- 185 Lancaster St, Portland, Maine United States

Information
- Type: High school
- Established: August 2013
- Director: Anna Marie Klein-Christie
- Principals: Cicy Po & Paul Santamore
- Grades: 9–12
- Enrollment: 416 Students
- Website: baxter-academy.org

= Baxter Academy for Technology and Science =

High school in the United States

Baxter Academy for Technology and Science is a public charter school serving grades 9–12 located in Portland, Maine. Established in 2013, it is Maine's third charter school. The school is in an urban setting and specializes in STEM (science, technology, engineering, and mathematics) curriculum. Its first senior class graduated in June 2016.

Baxter Academy is a college-preparatory high school, promoting student ownership of learning through curriculum focused specifically on science, technology, engineering and math (STEM). Baxter Academy students study complex, real-world problems, using and building technological tools in a collaborative environment with scientists, engineers and other professionals.

Baxter Academy's student and faculty bodies travel from nearly 60 towns across Southern, Central, and Western Maine to access school each day. A local bus company runs five express school bus routes to serve students with longer commutes. The Greater Portland Metro Bus system is another common way for Baxter students to access both the school itself and Downtown Portland as a whole.
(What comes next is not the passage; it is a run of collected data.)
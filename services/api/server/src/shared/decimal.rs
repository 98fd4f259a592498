//! Wire representation of exact decimals.
//!
//! Decimals leave the API as JSON strings with trailing fractional zeros
//! trimmed (`"100.5"`, `"250"`). They are accepted as strings or as JSON
//! numbers; numbers are parsed from their literal text so binary floating
//! point never touches the value.

use std::str::FromStr;

use bigdecimal::{BigDecimal, RoundingMode, Zero};
use serde::{Deserialize, Deserializer, Serializer};

/// Fractional digits kept for energy draw values, matching `NUMERIC(10, 2)`.
pub const ENERGY_SCALE: i64 = 2;

/// Render without trailing fractional zeros and without exponent notation.
pub fn to_plain_string(value: &BigDecimal) -> String {
    let normalized = value.normalized();
    let (_, scale) = normalized.as_bigint_and_exponent();
    if scale < 0 {
        normalized.with_scale(0).to_string()
    } else {
        normalized.to_string()
    }
}

/// Digits left of the decimal point, read from the unscaled representation.
///
/// Zero has none. Nothing is expanded, so `1e200000000` is answered without
/// materialising its digits.
pub fn integer_digits(value: &BigDecimal) -> i64 {
    if value.is_zero() {
        return 0;
    }
    let (_, scale) = value.as_bigint_and_scale();
    value.digits() as i64 - scale
}

/// Round half away from zero to the storage scale.
pub fn to_energy_scale(value: &BigDecimal) -> BigDecimal {
    value.with_scale_round(ENERGY_SCALE, RoundingMode::HalfUp)
}

pub fn serialize<S>(value: &BigDecimal, serializer: S) -> Result<S::Ok, S::Error>
where
    S: Serializer,
{
    serializer.serialize_str(&to_plain_string(value))
}

#[derive(Deserialize)]
#[serde(untagged)]
enum DecimalInput {
    Text(String),
    Number(serde_json::Number),
}

pub fn deserialize<'de, D>(deserializer: D) -> Result<BigDecimal, D::Error>
where
    D: Deserializer<'de>,
{
    let raw = match DecimalInput::deserialize(deserializer)? {
        DecimalInput::Text(text) => text,
        DecimalInput::Number(number) => number.to_string(),
    };

    BigDecimal::from_str(raw.trim()).map_err(|_| {
        serde::de::Error::custom(format!("`{raw}` is not a decimal number"))
    })
}
use super::base::{ApiError, codes};
use axum::http::StatusCode;

/// Common error constructors
pub fn internal_server_error(message: impl Into<String>) -> ApiError {
    ApiError::new(
        StatusCode::INTERNAL_SERVER_ERROR,
        codes::INTERNAL_SERVER_ERROR,
        message,
    )
}

pub fn bad_request(message: impl Into<String>) -> ApiError {
    ApiError::new(StatusCode::BAD_REQUEST, codes::BAD_REQUEST, message)
}

pub fn not_found(message: impl Into<String>) -> ApiError {
    ApiError::new(StatusCode::NOT_FOUND, codes::NOT_FOUND, message)
}

/// Store failure with a generic, client-safe message.
pub fn database_error(message: impl Into<String>) -> ApiError {
    ApiError::new(
        StatusCode::INTERNAL_SERVER_ERROR,
        codes::DATABASE_ERROR,
        message,
    )
}

pub fn validation_error(message: impl Into<String>) -> ApiError {
    ApiError::new(StatusCode::BAD_REQUEST, codes::VALIDATION_ERROR, message)
}
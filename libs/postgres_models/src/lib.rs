pub mod connection;
pub mod models;
pub mod schema;
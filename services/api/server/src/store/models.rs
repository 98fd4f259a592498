use bigdecimal::BigDecimal;
use chrono::{DateTime, Utc};
use serde::{Deserialize, Serialize};

/// Kind of maintenance performed.
///
/// The three named kinds are a labelling convention only: any other label a
/// client sends is kept verbatim in [`MaintenanceType::Other`].
#[derive(Debug, Clone, PartialEq, Eq, Hash, Serialize, Deserialize)]
#[serde(from = "String", into = "String")]
pub enum MaintenanceType {
    Preventive,
    Corrective,
    Emergency,
    Other(String),
}

impl MaintenanceType {
    pub fn as_str(&self) -> &str {
        match self {
            MaintenanceType::Preventive => "PREVENTIVE",
            MaintenanceType::Corrective => "CORRECTIVE",
            MaintenanceType::Emergency => "EMERGENCY",
            MaintenanceType::Other(label) => label,
        }
    }

    pub fn is_known(&self) -> bool {
        !matches!(self, MaintenanceType::Other(_))
    }
}

impl From<String> for MaintenanceType {
    fn from(value: String) -> Self {
        match value.as_str() {
            "PREVENTIVE" => MaintenanceType::Preventive,
            "CORRECTIVE" => MaintenanceType::Corrective,
            "EMERGENCY" => MaintenanceType::Emergency,
            _ => MaintenanceType::Other(value),
        }
    }
}

impl From<&str> for MaintenanceType {
    fn from(value: &str) -> Self {
        MaintenanceType::from(value.to_owned())
    }
}

impl From<MaintenanceType> for String {
    fn from(value: MaintenanceType) -> Self {
        match value {
            MaintenanceType::Other(label) => label,
            known => known.as_str().to_owned(),
        }
    }
}

impl std::fmt::Display for MaintenanceType {
    fn fmt(&self, f: &mut std::fmt::Formatter<'_>) -> std::fmt::Result {
        f.write_str(self.as_str())
    }
}

#[derive(Debug, Clone, PartialEq)]
pub struct MaintenanceLog {
    pub id: i64,
    pub building_name: String,
    pub maintenance_type: MaintenanceType,
    pub energy_draw_kw: BigDecimal,
    pub timestamp: DateTime<Utc>,
}

#[derive(Debug, Clone, PartialEq)]
pub struct NewMaintenanceLog {
    pub building_name: String,
    pub maintenance_type: MaintenanceType,
    pub energy_draw_kw: BigDecimal,
    pub timestamp: DateTime<Utc>,
}

#[derive(Debug, Clone, PartialEq)]
pub struct LogChanges {
    pub building_name: String,
    pub maintenance_type: MaintenanceType,
    pub energy_draw_kw: BigDecimal,
}

impl MaintenanceLog {
    pub fn apply(&mut self, changes: LogChanges) {
        self.building_name = changes.building_name;
        self.maintenance_type = changes.maintenance_type;
        self.energy_draw_kw = changes.energy_draw_kw;
    }
}
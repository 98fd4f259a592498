use std::sync::Arc;
use std::sync::atomic::{AtomicBool, Ordering};

use tokio::signal;
use tokio::sync::{Mutex, Notify};
use tokio::time::Duration;
use tracing::{error, info, warn};

use crate::store::MaintenanceStore;

const SHUTDOWN_TIMEOUT: Duration = Duration::from_secs(10);

pub struct ShutdownCoordinator {
    notify: Arc<Notify>,
    shutting_down: AtomicBool,
    store: Mutex<Option<Arc<dyn MaintenanceStore>>>,
}

impl ShutdownCoordinator {
    pub fn new(store: Arc<dyn MaintenanceStore>) -> Self {
        Self {
            notify: Arc::new(Notify::new()),
            shutting_down: AtomicBool::new(false),
            store: Mutex::new(Some(store)),
        }
    }

    pub async fn wait_for_shutdown(&self) {
        self.notify.notified().await;
    }

    pub fn is_shutting_down(&self) -> bool {
        self.shutting_down.load(Ordering::Relaxed)
    }

    pub async fn shutdown(&self) {
        self.shutting_down.store(true, Ordering::Relaxed);
        info!("Initiating graceful shutdown sequence");

        let Some(store) = self.store.lock().await.take() else {
            warn!("Shutdown already called");
            return;
        };

        self.notify.notify_waiters();

        match tokio::time::timeout(SHUTDOWN_TIMEOUT, store.close(SHUTDOWN_TIMEOUT))
            .await
        {
            Ok(()) => info!(backend = store.backend(), "Store shutdown completed"),
            Err(_) => warn!(backend = store.backend(), "Store shutdown timed out"),
        }

        info!("Graceful shutdown sequence complete");
    }
}

pub async fn listen_for_shutdown_signals() {
    let ctrl_c = async {
        if let Err(e) = signal::ctrl_c().await {
            error!("Failed to listen for Ctrl+C: {e}");
            std::future::pending::<()>().await;
        }
    };

    let terminate = async {
        match signal::unix::signal(signal::unix::SignalKind::terminate()) {
            Ok(mut stream) => {
                stream.recv().await;
            }
            Err(e) => {
                error!("Failed to install SIGTERM handler: {e}");
                std::future::pending::<()>().await;
            }
        }
    };

    tokio::select! {
        _ = ctrl_c => {
            info!("Received Ctrl+C signal");
        }
        _ = terminate => {
            info!("Received SIGTERM signal");
        }
    }

    info!("signal received, starting graceful shutdown");
}
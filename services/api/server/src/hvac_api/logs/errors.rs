use uuid::Uuid;

use crate::gateway::GatewayError;
use crate::hvac_api::error_recorder::IntoApiError;
use crate::shared::errors::{ApiError, codes, database_error, not_found};

pub type HandlerResult<T> = Result<T, ApiError>;

#[derive(Debug, thiserror::Error)]
pub enum Error {
    #[error("failed to fetch logs: {0}")]
    Fetch(#[source] GatewayError),

    #[error("failed to create building: {0}")]
    Building(#[source] GatewayError),

    #[error("failed to create log: {0}")]
    Create(#[source] GatewayError),

    #[error("maintenance log {0} not found")]
    NotFound(i64),

    #[error("failed to update log: {0}")]
    Update(#[source] GatewayError),

    #[error("failed to delete log: {0}")]
    Delete(#[source] GatewayError),
}

impl Error {
    pub fn from_create(e: GatewayError) -> Self {
        match e {
            GatewayError::Building(_) => Error::Building(e),
            other => Error::Create(other),
        }
    }

    pub fn from_update(e: GatewayError) -> Self {
        match e {
            GatewayError::NotFound(id) => Error::NotFound(id),
            other => Error::Update(other),
        }
    }

    /// Label used for the `request_errors` metric.
    pub fn metric_code(&self) -> &'static str {
        match self {
            Error::Building(_) => "building_error",
            Error::NotFound(_) => "not_found",
            _ => "database_error",
        }
    }

    fn client_message(&self) -> &'static str {
        match self {
            Error::Fetch(_) => "Failed to fetch logs",
            Error::Building(_) => "Failed to create building",
            Error::Create(_) => "Failed to create log",
            Error::NotFound(_) => "Log not found",
            Error::Update(_) => "Failed to update log",
            Error::Delete(_) => "Failed to delete log",
        }
    }
}

impl IntoApiError for Error {
    fn into_api_error(self, request_id: &Uuid) -> ApiError {
        let message = self.client_message();
        let api_error = match self {
            Error::NotFound(id) => {
                tracing::info!(log_id = id, request_id = %request_id, "Maintenance log not found");
                not_found(message).with_detail(
                    Some("id".to_string()),
                    codes::LOG_NOT_FOUND,
                    format!("No maintenance log with id {id}"),
                )
            }
            other => {
                tracing::error!(error = %other, request_id = %request_id, "{message}");
                database_error(message)
            }
        };

        api_error.with_trace_id(request_id.to_string())
    }
}
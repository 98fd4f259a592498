use axum::Json;
use axum::extract::rejection::PathRejection;
use axum::extract::{Path, State};
use axum::http::StatusCode;

use crate::AppState;
use crate::hvac_api::error_recorder::ErrorRecorder;
use crate::shared::errors::ApiError;
use crate::shared::extractors::request_id::RequestId;
use crate::shared::extractors::validations::ValidatedPayload;

use super::errors::{self, HandlerResult};
use super::models::{LogRecord, UpdateLogRequest};

const HANDLER_NAME: &str = "logs_update";

/// Replace building, type and energy draw of a maintenance log
///
/// The timestamp is left untouched.
#[utoipa::path(
    put,
    path = "/logs/{id}",
    params(("id" = i64, Path, description = "Maintenance log id")),
    request_body = UpdateLogRequest,
    responses(
        (status = 200, description = "Updated maintenance log", body = LogRecord),
        (status = 400, description = "Malformed body or id"),
        (status = 404, description = "Log not found"),
        (status = 500, description = "Internal server error"),
    ),
    tag = "logs",
)]
#[tracing::instrument(skip_all, name = "logs_update")]
pub async fn handler(
    State(state): State<AppState>,
    RequestId(request_id): RequestId,
    id: Result<Path<i64>, PathRejection>,
    ValidatedPayload(payload): ValidatedPayload<UpdateLogRequest>,
) -> HandlerResult<(StatusCode, Json<LogRecord>)> {
    let Path(id) = id.map_err(|e| {
        ApiError::from(e).with_trace_id(request_id.to_string())
    })?;

    tracing::info!(
        log_id = id,
        building_name = %payload.building_name,
        maintenance_type = %payload.maintenance_type,
        energy_draw_kw = %payload.energy_draw_kw,
        request_id = %request_id,
        "Update maintenance log request",
    );

    state.metrics.record_request(HANDLER_NAME);
    let recorder = ErrorRecorder::new(&state.metrics, HANDLER_NAME, &request_id);

    let updated = state
        .gateway
        .update_log(id, payload.into())
        .await
        .map_err(|e| {
            let err = errors::Error::from_update(e);
            recorder.record(err.metric_code(), err)
        })?;

    Ok((StatusCode::OK, Json(updated.into())))
}
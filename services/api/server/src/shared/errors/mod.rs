pub mod base;
pub mod common;
pub mod conversion;

pub use base::{ApiError, ErrorContext, ErrorDetail, codes};
pub use common::*;
use std::collections::HashSet;

use anyhow::Context;
use axum::http::{HeaderValue, Method, header};
use tower_http::cors::{AllowOrigin, Any, CorsLayer};

/// Origins allowed to call the API from a browser.
#[derive(Debug, Clone, PartialEq, Eq)]
pub enum AllowedOrigins {
    Any,
    List(Vec<String>),
}

fn normalize_origin(value: &str) -> Option<String> {
    let normalized = value.trim().trim_end_matches('/');
    if normalized.is_empty() {
        None
    } else {
        Some(normalized.to_string())
    }
}

/// `*` (or an empty value) allows any origin; otherwise a comma separated
/// list, trimmed and deduplicated.
pub fn parse_allowed_origins(raw: &str) -> AllowedOrigins {
    let mut out = Vec::new();
    let mut seen = HashSet::new();

    for candidate in raw.split(',') {
        let Some(origin) = normalize_origin(candidate) else {
            continue;
        };
        if origin == "*" {
            return AllowedOrigins::Any;
        }
        if seen.insert(origin.clone()) {
            out.push(origin);
        }
    }

    if out.is_empty() {
        AllowedOrigins::Any
    } else {
        AllowedOrigins::List(out)
    }
}

pub fn cors_layer(allow_origins: &str) -> anyhow::Result<CorsLayer> {
    let allow_origin = match parse_allowed_origins(allow_origins) {
        AllowedOrigins::Any => AllowOrigin::from(Any),
        AllowedOrigins::List(origins) => {
            let values = origins
                .iter()
                .map(|origin| {
                    HeaderValue::from_str(origin).with_context(|| {
                        format!("Invalid CORS origin '{origin}'")
                    })
                })
                .collect::<anyhow::Result<Vec<_>>>()?;
            AllowOrigin::list(values)
        }
    };

    Ok(CorsLayer::new()
        .allow_origin(allow_origin)
        .allow_methods([Method::GET, Method::POST, Method::PUT, Method::DELETE])
        .allow_headers([header::ORIGIN, header::CONTENT_TYPE, header::ACCEPT]))
}
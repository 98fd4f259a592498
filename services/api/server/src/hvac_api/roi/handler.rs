use axum::Json;
use axum::extract::State;
use axum::http::StatusCode;

use crate::AppState;
use crate::hvac_api::error_recorder::ErrorRecorder;
use crate::shared::extractors::request_id::RequestId;

use super::errors::{self, HandlerResult};
use super::models::RoiResponse;

const HANDLER_NAME: &str = "roi";

/// Compute the return on investment over all maintenance logs
///
/// Sums the energy draw of every log and multiplies it by a fixed rate.
#[utoipa::path(
    get,
    path = "/roi",
    responses(
        (status = 200, description = "Aggregate ROI", body = RoiResponse),
        (status = 500, description = "Internal server error"),
    ),
    tag = "roi",
)]
#[tracing::instrument(skip_all, name = "roi")]
pub async fn handler(
    State(state): State<AppState>,
    RequestId(request_id): RequestId,
) -> HandlerResult<(StatusCode, Json<RoiResponse>)> {
    state.metrics.record_request(HANDLER_NAME);
    let recorder = ErrorRecorder::new(&state.metrics, HANDLER_NAME, &request_id);

    let logs = state
        .gateway
        .list_logs()
        .await
        .map_err(|e| recorder.record("database_error", errors::Error::Fetch(e)))?;

    let response =
        RoiResponse::from_draws(logs.iter().map(|log| &log.energy_draw_kw));

    tracing::debug!(
        logs = logs.len(),
        total = %response.total_energy_units,
        request_id = %request_id,
        "Computed ROI",
    );

    Ok((StatusCode::OK, Json(response)))
}
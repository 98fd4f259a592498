#!/usr/bin/env cargo
use hvac_api::openapi::HvacApiDoc;

fn main() -> anyhow::Result<()> {
    let openapi = HvacApiDoc::openapi();
    let json = serde_json::to_string_pretty(&openapi)?;

    println!("{}", json);
    Ok(())
}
The school also showcases its uniqueness by allowing more individual freedom and self guidance to help students prepare for the real world. One major way this is achieved is by allowing students to go off campus during lunch and become participating members of Portland's economy by shopping and dining during this time. The school also has a unique program known as "Flex Friday", where students or groups of students can organize a long-term project (1–4 years) that relates to their interests and goals while also containing educational value. The Projects are worked on every Friday, all day, when school is in session. Popular projects include software development, robotics, and internships.

On March 13, 2020, the school closed its doors amid COVID-19 concerns and increased logistical tension, and switched to a remote learning model. This model was followed throughout the entirety of the 2020–2021 school year, even as many other schools in the area began to reopen and new administrators were appointed. On August 1, 2021, an E-mail was sent to students and staff confirming that the school would return to in-person instruction by September 2021, but with additional COVID-19 Prevention methods in order to ensure campus safety. Fully in-person graduation ceremonies took place for the classes of 2022 and 2023.

Under the leadership of Executive Director Anna Klein-Christie, Baxter Academy has leaned into its vision of preparing students for the "real world" through extensive internships and collaboration with local industry, nonprofits, and government. It leads in academic testing across all subject areas, maintains a nearly 100% graduation rate, and celebrates over 90% college acceptance rate.